2022 Learning and Impact Report

Creating a tipping point for ending homelessness in the U.S.

Over the last year, two stories about homelessness have been simultaneously unfolding.

The first has dominated the public discourse: homelessness is a crisis that demands urgent attention. That story is true, and so is another: communities across the country are demonstrating homelessness is solvable. The task is making this truth the prevailing story of homelessness in the United States. 

Through Built for Zero, we work with 105 cities and counties working to make homelessness rare and brief. These communities are reimagining how to approach homelessness, organizing a community-wide team around a shared aim for ending homelessness. They design strategies and target resources guided by the kind of person-centered, real-time information that has fueled other public health victories. 

Today, we published a report that includes findings from our evaluation partners ORS and Equal Measure, along with own analysis, on the first of our five-year journey with the MacArthur Foundation’s 100&Change award. By 2026, we aim to have helped cities and counties of all types — big and small, urban and rural — render homelessness rare and brief. These communities will have created a new reality where solving homelessness will be expected rather than exceptional.


What we’re working toward

Imagine the future with us. It’s 2026. Cities and counties of all kinds — big and small, urban and rural, red and blue — have made homelessness rare and brief. Homelessness is no longer seen as intractable, and ending it is no longer seen as exceptional. It’s expected.

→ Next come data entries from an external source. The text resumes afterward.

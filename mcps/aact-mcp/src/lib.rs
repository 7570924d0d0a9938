//! AACT MCP Library
//!
//! Read-only access to the AACT (Aggregate Analysis of ClinicalTrials.gov)
//! PostgreSQL database: schema discovery, validated SELECT queries and an
//! in-memory memo of findings.
//!
//! # Usage as Library
//!
//! ```rust,ignore
//! use aact_mcp::AactMcpServer;
//! use mcp_common::EmbeddableMcp;
//!
//! let server = AactMcpServer::new();
//! let result = server
//!     .call_tool("read_query", serde_json::json!({ "query": "SELECT 1" }))
//!     .await?;
//! ```

pub mod config;
pub mod connection;
pub mod error;
pub mod gateway;
pub mod memo;
pub mod params;
pub mod postgres;
pub mod server;
pub mod types;
pub mod validator;


pub use config::AactConfig;
pub use error::{GatewayError, GatewayResult};
pub use gateway::QueryGateway;
pub use memo::InsightMemo;
pub use server::AactMcpServer;

// Re-export parameter types for direct API usage
pub use params::{AppendInsightParams, DescribeTableParams, ReadQueryParams};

Our path toward a tipping point

Community Solutions aims to create a tipping point in the United States by July 31, 2026, in which the conditions are primed for any community to create a lasting end to homelessness.

Helping communities end homelessness  

By 2026, at least 50 U.S. communities will have reached functional zero homelessness for 75 populations. Five of these communities will have proven it is possible to make homelessness rare and brief for everyone.

Solving key data and collaboration challenges 

By 2026, key data, governance, and accountability challenges will have been solved, creating the conditions for any community to end homelessness.

Supporting racially equitable homeless response systems

By 2026, communities across the country have proven it is possible to make progress on, and achieve, key indicators of a racially equitable homeless response system.

Creating accountability for ending homelessness

By 2026, targeted states and cities will have a formal role as active participants in ending and preventing homelessness, and federal grants and contracts will define success as reducing the number of people experiencing homelessness. Importantly, others will hold political leaders accountable for reducing and ending homelessness, too.

Closing the housing supply gap

By 2026, communities can leverage powerful, dynamic ways to close housing supply gaps to accelerate progress to functional zero homelessness.